WHO says sugary drinks, alcohol getting cheaper, should be taxed more

The World Health Organization issued a compelling call to action on Tuesday, advocating for significant tax increases on sugary beverages and alcoholic products worldwide. According to the UN health agency, these products have become increasingly affordable relative to other goods, contributing to rising global health challenges.

The WHO’s comprehensive analysis reveals that inadequate taxation systems are permitting harmful products to maintain artificially low prices while healthcare systems struggle under the financial burden of preventable non-communicable diseases. The organization emphasized that obesity, diabetes, cardiovascular conditions, and various cancers are being fueled by consistently low tax rates on these products across most nations.
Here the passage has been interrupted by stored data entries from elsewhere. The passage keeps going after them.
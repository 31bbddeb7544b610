//! The `scan` command: load units, run the engine, render the report.

use std::path::PathBuf;
use std::sync::Arc;

use anyhow::Result;
use log::{info, warn};

use kubeaudit_analysis::{Engine, RuleSelection};
use kubeaudit_analysis::rules::registry::DEFAULT_DISABLED;
use kubeaudit_core::load_units;

use crate::exit_codes::*;
use crate::output;

pub struct ScanArgs {
    pub paths: Vec<String>,
    /// Exclusive allow-list, comma separated.
    pub rules: Option<String>,
    /// Extra deny-list, comma separated.
    pub disable: Option<String>,
    /// Clear the default deny-list.
    pub all_rules: bool,
    pub json: bool,
}

fn split_ids(csv: &str) -> Vec<String> {
    csv.split(',')
        .map(str::trim)
        .filter(|s| !s.is_empty())
        .map(str::to_string)
        .collect()
}

/// Build the rule selection from CLI flags. A non-empty allow-list wins;
/// otherwise the default deny-list applies unless `--all-rules` clears it,
/// and `--disable` extends it.
pub fn build_selection(args: &ScanArgs) -> RuleSelection {
    if let Some(csv) = &args.rules {
        let allow = split_ids(csv);
        if !allow.is_empty() {
            return RuleSelection::allow_only(allow);
        }
    }
    let mut deny: Vec<String> = if args.all_rules {
        Vec::new()
    } else {
        DEFAULT_DISABLED.iter().map(|s| s.to_string()).collect()
    };
    if let Some(csv) = &args.disable {
        for id in split_ids(csv) {
            if !deny.contains(&id) {
                deny.push(id);
            }
        }
    }
    RuleSelection { allow: Vec::new(), deny }
}

pub async fn execute(args: ScanArgs) -> Result<i32> {
    let paths: Vec<PathBuf> = args.paths.iter().map(PathBuf::from).collect();

    let outcome = match load_units(&paths) {
        Ok(outcome) => outcome,
        Err(e) => {
            eprintln!("{e}");
            return Ok(EXIT_CONFIG_ERROR);
        }
    };
    for diag in &outcome.skipped {
        warn!("skipped unit {}: {}", diag.dir, diag.reason);
    }
    info!(
        "loaded {} units ({} skipped)",
        outcome.units.len(),
        outcome.skipped.len()
    );

    let selection = build_selection(&args);
    let skipped = outcome.skipped;
    let units: Vec<Arc<_>> = outcome.units.into_iter().map(Arc::new).collect();

    let engine = Engine::with_builtin_rules();
    let report = engine.audit(&units, &selection).await;

    if args.json {
        println!("{}", serde_json::to_string_pretty(&report)?);
    } else {
        output::render_text_report(&report, &skipped);
    }

    if report.findings.is_empty() {
        Ok(EXIT_OK)
    } else {
        Ok(EXIT_FINDINGS)
    }
}
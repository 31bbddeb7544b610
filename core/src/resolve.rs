use serde::{Deserialize, Serialize};
use tree_sitter::Node;

use crate::parse::ast::ParsedFile;
use crate::unit::ImportTable;

/// A resolved symbol: the import path of its declaring package plus its name.
///
/// Equality is structural; watch-list membership tests compare both fields.
#[derive(Debug, Clone, PartialEq, Eq, Hash, Serialize, Deserialize)]
pub struct QualifiedSymbol {
    pub package: String,
    pub name: String,
}

/// A resolved type identity, analogous to `QualifiedSymbol`.
#[derive(Debug, Clone, PartialEq, Eq, Hash, Serialize, Deserialize)]
pub struct QualifiedType {
    pub package: String,
    pub name: String,
}

/// Outcome of resolving a call expression's target.
///
/// `Resolved` is the precise tier: the callee is `qualifier.Name(...)` and the
/// qualifier maps through the file's import table. `Method` and `Local` carry
/// only a name and are usable by rules that declare name-tier support.
/// `Unresolved` is never matched against anything.
#[derive(Debug, Clone, PartialEq, Eq)]
pub enum CallTarget {
    Resolved(QualifiedSymbol),
    /// A method call on an arbitrary receiver expression: `expr.Name(...)`.
    Method { name: String },
    /// A bare identifier call: `Name(...)`.
    Local(String),
    Unresolved,
}

impl CallTarget {
    /// The bare callee name, regardless of tier. `None` for `Unresolved`.
    pub fn name(&self) -> Option<&str> {
        match self {
            CallTarget::Resolved(sym) => Some(&sym.name),
            CallTarget::Method { name } => Some(name),
            CallTarget::Local(name) => Some(name),
            CallTarget::Unresolved => None,
        }
    }

    /// The declaring package path when precisely resolved.
    pub fn package(&self) -> Option<&str> {
        match self {
            CallTarget::Resolved(sym) => Some(&sym.package),
            _ => None,
        }
    }
}

/// Outcome of resolving the type of a composite literal.
#[derive(Debug, Clone, PartialEq, Eq)]
pub enum TypeTarget {
    Resolved(QualifiedType),
    /// Syntactic name only: `qualifier.Name{}` with an unknown qualifier, or
    /// a bare `Name{}`.
    Named {
        qualifier: Option<String>,
        name: String,
    },
    Unknown,
}

impl TypeTarget {
    pub fn name(&self) -> Option<&str> {
        match self {
            TypeTarget::Resolved(t) => Some(&t.name),
            TypeTarget::Named { name, .. } => Some(name),
            TypeTarget::Unknown => None,
        }
    }
}

/// Symbol and type resolver for one file.
///
/// Two tiers coexist by design: the precise, import-resolved tier (preferred)
/// and the syntactic name-only tier used as a documented fallback when a
/// receiver is an arbitrary expression. Ambiguity (dot imports, exotic callee
/// shapes) resolves to `Unresolved`, never to a guess.
pub struct Resolver<'a> {
    parsed: &'a ParsedFile,
    imports: &'a ImportTable,
}

impl<'a> Resolver<'a> {
    pub fn new(parsed: &'a ParsedFile, imports: &'a ImportTable) -> Self {
        Self { parsed, imports }
    }

    /// Resolve the target of a `call_expression` node.
    pub fn resolve_call_target(&self, call: Node<'a>) -> CallTarget {
        let Some(func) = call.child_by_field_name("function") else {
            return CallTarget::Unresolved;
        };
        match func.kind() {
            "identifier" => {
                // A dot import could have brought this name in from anywhere;
                // refuse to guess.
                if self.imports.has_dot_import() {
                    CallTarget::Unresolved
                } else {
                    CallTarget::Local(self.parsed.text_for_node(&func))
                }
            }
            "selector_expression" => {
                let (Some(operand), Some(field)) = (
                    func.child_by_field_name("operand"),
                    func.child_by_field_name("field"),
                ) else {
                    return CallTarget::Unresolved;
                };
                let name = self.parsed.text_for_node(&field);
                if operand.kind() == "identifier" {
                    let qualifier = self.parsed.text_for_node(&operand);
                    if let Some(path) = self.imports.qualifier_path(&qualifier) {
                        return CallTarget::Resolved(QualifiedSymbol {
                            package: path.to_string(),
                            name,
                        });
                    }
                }
                CallTarget::Method { name }
            }
            _ => CallTarget::Unresolved,
        }
    }

    /// The receiver expression of a method call, for chain inspection.
    pub fn call_receiver(&self, call: Node<'a>) -> Option<Node<'a>> {
        let func = call.child_by_field_name("function")?;
        if func.kind() == "selector_expression" {
            func.child_by_field_name("operand")
        } else {
            None
        }
    }

    /// Resolve the declared type of a `composite_literal` node.
    pub fn resolve_literal_type(&self, lit: Node<'a>) -> TypeTarget {
        let Some(ty) = lit.child_by_field_name("type") else {
            return TypeTarget::Unknown;
        };
        match ty.kind() {
            "qualified_type" => {
                let (Some(pkg), Some(name)) = (
                    ty.child_by_field_name("package"),
                    ty.child_by_field_name("name"),
                ) else {
                    return TypeTarget::Unknown;
                };
                let qualifier = self.parsed.text_for_node(&pkg);
                let name = self.parsed.text_for_node(&name);
                match self.imports.qualifier_path(&qualifier) {
                    Some(path) => TypeTarget::Resolved(QualifiedType {
                        package: path.to_string(),
                        name,
                    }),
                    None => TypeTarget::Named {
                        qualifier: Some(qualifier),
                        name,
                    },
                }
            }
            "type_identifier" => TypeTarget::Named {
                qualifier: None,
                name: self.parsed.text_for_node(&ty),
            },
            _ => TypeTarget::Unknown,
        }
    }
}

#[cfg(test)]
mod tests {
    use super::*;
    use crate::parse::ast::FileId;
    use crate::parse::go::parse_go_file;
    use crate::types::SourceFile;
    use crate::unit::UnitFile;

    fn unit_file(code: &str) -> UnitFile {
        let sf = SourceFile::new("test.go", code);
        UnitFile::new(parse_go_file(FileId(1), &sf).unwrap())
    }

    fn first_node_of_kind<'t>(node: Node<'t>, kind: &str) -> Option<Node<'t>> {
        if node.kind() == kind {
            return Some(node);
        }
        for i in 0..node.child_count() {
            if let Some(found) = node.child(i).and_then(|c| first_node_of_kind(c, kind)) {
                return Some(found);
            }
        }
        None
    }

    #[test]
    fn resolves_imported_package_call() {
        let f = unit_file(
            r#"
package main

import "k8s.io/client-go/kubernetes"

func main() {
    kubernetes.NewForConfig(nil)
}
"#,
        );
        let call = first_node_of_kind(f.root(), "call_expression").unwrap();
        let target = f.resolver().resolve_call_target(call);
        assert_eq!(
            target,
            CallTarget::Resolved(QualifiedSymbol {
                package: "k8s.io/client-go/kubernetes".to_string(),
                name: "NewForConfig".to_string(),
            })
        );
    }

    #[test]
    fn alias_resolves_to_real_path() {
        let f = unit_file(
            r#"
package main

import cs "k8s.io/client-go/kubernetes"

func main() {
    cs.NewForConfig(nil)
}
"#,
        );
        let call = first_node_of_kind(f.root(), "call_expression").unwrap();
        let target = f.resolver().resolve_call_target(call);
        assert_eq!(
            target.package(),
            Some("k8s.io/client-go/kubernetes"),
            "alias must resolve to the declaring path"
        );
    }

    #[test]
    fn method_on_variable_is_name_tier() {
        let f = unit_file(
            r#"
package main

func main() {
    client.List(nil)
}
"#,
        );
        let call = first_node_of_kind(f.root(), "call_expression").unwrap();
        let target = f.resolver().resolve_call_target(call);
        assert_eq!(
            target,
            CallTarget::Method {
                name: "List".to_string()
            }
        );
        assert!(target.package().is_none());
    }

    #[test]
    fn bare_identifier_is_local() {
        let f = unit_file("package main\n\nfunc main() { helper() }\n");
        let call = first_node_of_kind(f.root(), "call_expression").unwrap();
        assert_eq!(
            f.resolver().resolve_call_target(call),
            CallTarget::Local("helper".to_string())
        );
    }

    #[test]
    fn dot_import_makes_bare_calls_unresolved() {
        let f = unit_file(
            r#"
package main

import . "fmt"

func main() { Println() }
"#,
        );
        let call = first_node_of_kind(f.root(), "call_expression").unwrap();
        assert_eq!(f.resolver().resolve_call_target(call), CallTarget::Unresolved);
    }

    #[test]
    fn resolves_qualified_literal_type() {
        let f = unit_file(
            r#"
package main

import "k8s.io/client-go/rest"

var cfg = rest.Config{}
"#,
        );
        let lit = first_node_of_kind(f.root(), "composite_literal").unwrap();
        let target = f.resolver().resolve_literal_type(lit);
        assert_eq!(
            target,
            TypeTarget::Resolved(QualifiedType {
                package: "k8s.io/client-go/rest".to_string(),
                name: "Config".to_string(),
            })
        );
    }

    #[test]
    fn unknown_qualifier_stays_name_tier() {
        let f = unit_file("package main\n\nvar c = http.Client{}\n");
        let lit = first_node_of_kind(f.root(), "composite_literal").unwrap();
        let target = f.resolver().resolve_literal_type(lit);
        assert_eq!(
            target,
            TypeTarget::Named {
                qualifier: Some("http".to_string()),
                name: "Client".to_string(),
            }
        );
    }

    #[test]
    fn bare_literal_type_is_named() {
        let f = unit_file("package main\n\ntype Options struct{}\n\nvar o = Options{}\n");
        let lit = first_node_of_kind(f.root(), "composite_literal").unwrap();
        assert_eq!(
            f.resolver().resolve_literal_type(lit),
            TypeTarget::Named {
                qualifier: None,
                name: "Options".to_string(),
            }
        );
    }

    #[test]
    fn call_receiver_returns_chain_root() {
        let f = unit_file("package main\n\nfunc main() { c.Pods(\"\").List(ctx) }\n");
        let call = first_node_of_kind(f.root(), "call_expression").unwrap();
        let recv = f.resolver().call_receiver(call).unwrap();
        assert_eq!(recv.kind(), "call_expression");
    }
}
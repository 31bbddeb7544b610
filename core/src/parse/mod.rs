pub mod ast;
pub mod go;

pub use ast::{AstLocation, FileId, ParsedFile, TextRange};
pub use go::parse_go_file;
WHO Director-General Tedros Adhanom Ghebreyesus characterized health taxes as among the most effective instruments available for disease prevention and health promotion. ‘By implementing higher taxes on tobacco, sugar-sweetened beverages, and alcohol, governments can simultaneously reduce harmful consumption patterns and generate essential funding for critical healthcare services,’ he stated during a press briefing.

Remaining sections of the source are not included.